(Collected data)
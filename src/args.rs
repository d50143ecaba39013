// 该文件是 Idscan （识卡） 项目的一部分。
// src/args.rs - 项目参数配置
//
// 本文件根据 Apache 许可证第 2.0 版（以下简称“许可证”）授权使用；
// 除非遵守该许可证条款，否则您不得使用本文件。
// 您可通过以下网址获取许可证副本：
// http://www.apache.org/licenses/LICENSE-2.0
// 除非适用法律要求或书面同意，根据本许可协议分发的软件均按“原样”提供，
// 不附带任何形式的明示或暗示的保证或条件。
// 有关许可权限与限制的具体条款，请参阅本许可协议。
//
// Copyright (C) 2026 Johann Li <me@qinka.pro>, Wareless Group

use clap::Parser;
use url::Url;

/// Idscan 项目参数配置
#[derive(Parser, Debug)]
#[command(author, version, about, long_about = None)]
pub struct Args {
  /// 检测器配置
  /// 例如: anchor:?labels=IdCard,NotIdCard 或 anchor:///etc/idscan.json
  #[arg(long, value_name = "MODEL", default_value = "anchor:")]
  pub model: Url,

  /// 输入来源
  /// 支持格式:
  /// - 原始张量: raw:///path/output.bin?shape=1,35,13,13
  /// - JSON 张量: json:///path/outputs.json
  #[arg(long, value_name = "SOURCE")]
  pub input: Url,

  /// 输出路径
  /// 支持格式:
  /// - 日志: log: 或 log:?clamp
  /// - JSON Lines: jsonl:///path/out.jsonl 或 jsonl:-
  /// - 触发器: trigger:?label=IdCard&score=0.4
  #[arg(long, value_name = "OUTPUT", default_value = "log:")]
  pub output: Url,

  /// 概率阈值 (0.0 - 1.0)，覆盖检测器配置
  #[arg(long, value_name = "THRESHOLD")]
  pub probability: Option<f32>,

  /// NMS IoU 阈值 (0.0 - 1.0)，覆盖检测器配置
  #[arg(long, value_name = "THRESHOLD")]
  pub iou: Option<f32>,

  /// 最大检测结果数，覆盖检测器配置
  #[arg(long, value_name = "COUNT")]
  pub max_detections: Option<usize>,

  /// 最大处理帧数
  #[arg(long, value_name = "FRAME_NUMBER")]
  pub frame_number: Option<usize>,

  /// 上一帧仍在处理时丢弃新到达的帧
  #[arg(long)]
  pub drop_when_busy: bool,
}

...

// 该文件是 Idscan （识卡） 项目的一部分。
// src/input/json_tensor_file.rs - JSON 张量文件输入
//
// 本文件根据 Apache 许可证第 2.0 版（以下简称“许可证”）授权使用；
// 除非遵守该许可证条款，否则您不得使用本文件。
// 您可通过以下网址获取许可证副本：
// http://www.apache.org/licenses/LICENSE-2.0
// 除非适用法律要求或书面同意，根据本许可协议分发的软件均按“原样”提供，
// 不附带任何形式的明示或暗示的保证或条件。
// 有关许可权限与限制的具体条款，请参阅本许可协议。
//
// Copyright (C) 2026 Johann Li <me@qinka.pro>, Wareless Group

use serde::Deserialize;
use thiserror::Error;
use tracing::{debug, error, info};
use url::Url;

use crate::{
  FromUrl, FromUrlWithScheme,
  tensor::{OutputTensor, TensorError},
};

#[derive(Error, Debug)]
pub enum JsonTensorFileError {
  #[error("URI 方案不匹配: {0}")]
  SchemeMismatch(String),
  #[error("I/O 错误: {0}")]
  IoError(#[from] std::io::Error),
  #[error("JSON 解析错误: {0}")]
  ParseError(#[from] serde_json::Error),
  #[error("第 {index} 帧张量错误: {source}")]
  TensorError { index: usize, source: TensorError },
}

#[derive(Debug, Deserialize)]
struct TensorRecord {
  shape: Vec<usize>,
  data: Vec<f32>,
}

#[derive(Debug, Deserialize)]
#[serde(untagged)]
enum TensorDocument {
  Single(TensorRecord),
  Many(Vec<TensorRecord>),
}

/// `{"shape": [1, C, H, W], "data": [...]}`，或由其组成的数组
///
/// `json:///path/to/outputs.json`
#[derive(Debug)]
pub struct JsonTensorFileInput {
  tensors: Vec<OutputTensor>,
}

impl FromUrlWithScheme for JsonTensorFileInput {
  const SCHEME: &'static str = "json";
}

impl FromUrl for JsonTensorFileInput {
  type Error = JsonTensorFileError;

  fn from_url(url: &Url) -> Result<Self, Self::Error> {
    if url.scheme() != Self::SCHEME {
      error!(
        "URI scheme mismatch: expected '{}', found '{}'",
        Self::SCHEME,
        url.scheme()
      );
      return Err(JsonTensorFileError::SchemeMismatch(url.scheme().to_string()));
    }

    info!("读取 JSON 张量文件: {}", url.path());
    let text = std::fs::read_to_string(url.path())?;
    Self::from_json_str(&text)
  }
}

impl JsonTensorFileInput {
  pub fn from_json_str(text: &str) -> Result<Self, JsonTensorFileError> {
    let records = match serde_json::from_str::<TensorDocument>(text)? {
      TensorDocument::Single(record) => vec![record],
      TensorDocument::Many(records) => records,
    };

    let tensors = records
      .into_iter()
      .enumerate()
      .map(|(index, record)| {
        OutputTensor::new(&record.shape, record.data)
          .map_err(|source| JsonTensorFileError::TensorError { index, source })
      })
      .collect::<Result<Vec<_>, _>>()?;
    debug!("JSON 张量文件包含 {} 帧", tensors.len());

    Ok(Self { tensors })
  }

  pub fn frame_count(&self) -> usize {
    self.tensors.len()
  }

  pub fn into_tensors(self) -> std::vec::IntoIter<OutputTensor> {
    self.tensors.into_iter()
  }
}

==

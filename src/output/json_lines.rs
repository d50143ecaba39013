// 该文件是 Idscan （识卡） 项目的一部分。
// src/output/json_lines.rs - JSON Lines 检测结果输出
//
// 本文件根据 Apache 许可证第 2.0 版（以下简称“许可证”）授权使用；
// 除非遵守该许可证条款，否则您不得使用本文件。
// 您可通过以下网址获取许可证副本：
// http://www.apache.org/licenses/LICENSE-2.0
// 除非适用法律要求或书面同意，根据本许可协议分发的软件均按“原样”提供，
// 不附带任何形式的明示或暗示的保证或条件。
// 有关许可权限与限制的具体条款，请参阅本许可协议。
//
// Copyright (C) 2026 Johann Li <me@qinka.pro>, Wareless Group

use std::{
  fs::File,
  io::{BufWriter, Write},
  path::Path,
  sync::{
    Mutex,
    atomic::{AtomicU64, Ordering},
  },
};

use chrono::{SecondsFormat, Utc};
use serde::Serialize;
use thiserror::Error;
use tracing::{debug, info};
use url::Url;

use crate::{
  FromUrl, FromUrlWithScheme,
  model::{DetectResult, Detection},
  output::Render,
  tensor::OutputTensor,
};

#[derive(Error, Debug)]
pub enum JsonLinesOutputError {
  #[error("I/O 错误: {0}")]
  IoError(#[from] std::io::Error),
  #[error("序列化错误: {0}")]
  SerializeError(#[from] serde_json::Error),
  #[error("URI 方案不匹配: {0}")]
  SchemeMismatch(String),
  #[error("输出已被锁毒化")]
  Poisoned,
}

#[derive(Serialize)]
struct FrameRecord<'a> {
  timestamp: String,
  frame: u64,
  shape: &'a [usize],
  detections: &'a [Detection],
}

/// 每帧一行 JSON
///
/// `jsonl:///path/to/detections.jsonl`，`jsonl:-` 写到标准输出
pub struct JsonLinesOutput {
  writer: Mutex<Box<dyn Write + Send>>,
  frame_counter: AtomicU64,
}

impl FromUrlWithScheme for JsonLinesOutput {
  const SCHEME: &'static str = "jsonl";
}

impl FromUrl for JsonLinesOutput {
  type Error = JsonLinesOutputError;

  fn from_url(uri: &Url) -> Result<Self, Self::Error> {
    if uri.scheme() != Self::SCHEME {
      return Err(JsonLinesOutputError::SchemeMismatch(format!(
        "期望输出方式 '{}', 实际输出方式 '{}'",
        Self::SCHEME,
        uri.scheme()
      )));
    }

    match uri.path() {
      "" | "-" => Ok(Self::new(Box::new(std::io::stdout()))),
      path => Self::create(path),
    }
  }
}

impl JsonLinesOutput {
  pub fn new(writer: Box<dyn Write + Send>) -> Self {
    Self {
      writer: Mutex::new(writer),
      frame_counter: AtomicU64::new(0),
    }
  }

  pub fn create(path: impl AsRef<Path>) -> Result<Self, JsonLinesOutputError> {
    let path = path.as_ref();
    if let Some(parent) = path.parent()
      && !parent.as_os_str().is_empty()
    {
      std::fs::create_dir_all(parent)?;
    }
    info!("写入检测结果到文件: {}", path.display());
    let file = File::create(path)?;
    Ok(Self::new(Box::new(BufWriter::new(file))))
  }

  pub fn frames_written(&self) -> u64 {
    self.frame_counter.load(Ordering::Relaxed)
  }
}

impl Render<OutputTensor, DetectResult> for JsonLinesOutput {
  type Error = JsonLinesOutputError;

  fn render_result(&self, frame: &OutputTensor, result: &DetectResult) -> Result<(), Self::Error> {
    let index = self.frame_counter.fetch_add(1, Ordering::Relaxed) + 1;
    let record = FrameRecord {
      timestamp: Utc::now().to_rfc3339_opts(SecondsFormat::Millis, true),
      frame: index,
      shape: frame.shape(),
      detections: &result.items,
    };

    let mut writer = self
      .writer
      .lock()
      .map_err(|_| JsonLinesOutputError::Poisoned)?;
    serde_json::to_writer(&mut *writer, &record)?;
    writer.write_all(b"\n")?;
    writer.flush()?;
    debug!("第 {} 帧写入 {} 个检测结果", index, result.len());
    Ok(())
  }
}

_What to do_.
If a line in the entries holds the string "const", copy it.

_Solution to the exercise_.
  const SCHEME: &'static str = "json";
  const SCHEME: &'static str = "jsonl";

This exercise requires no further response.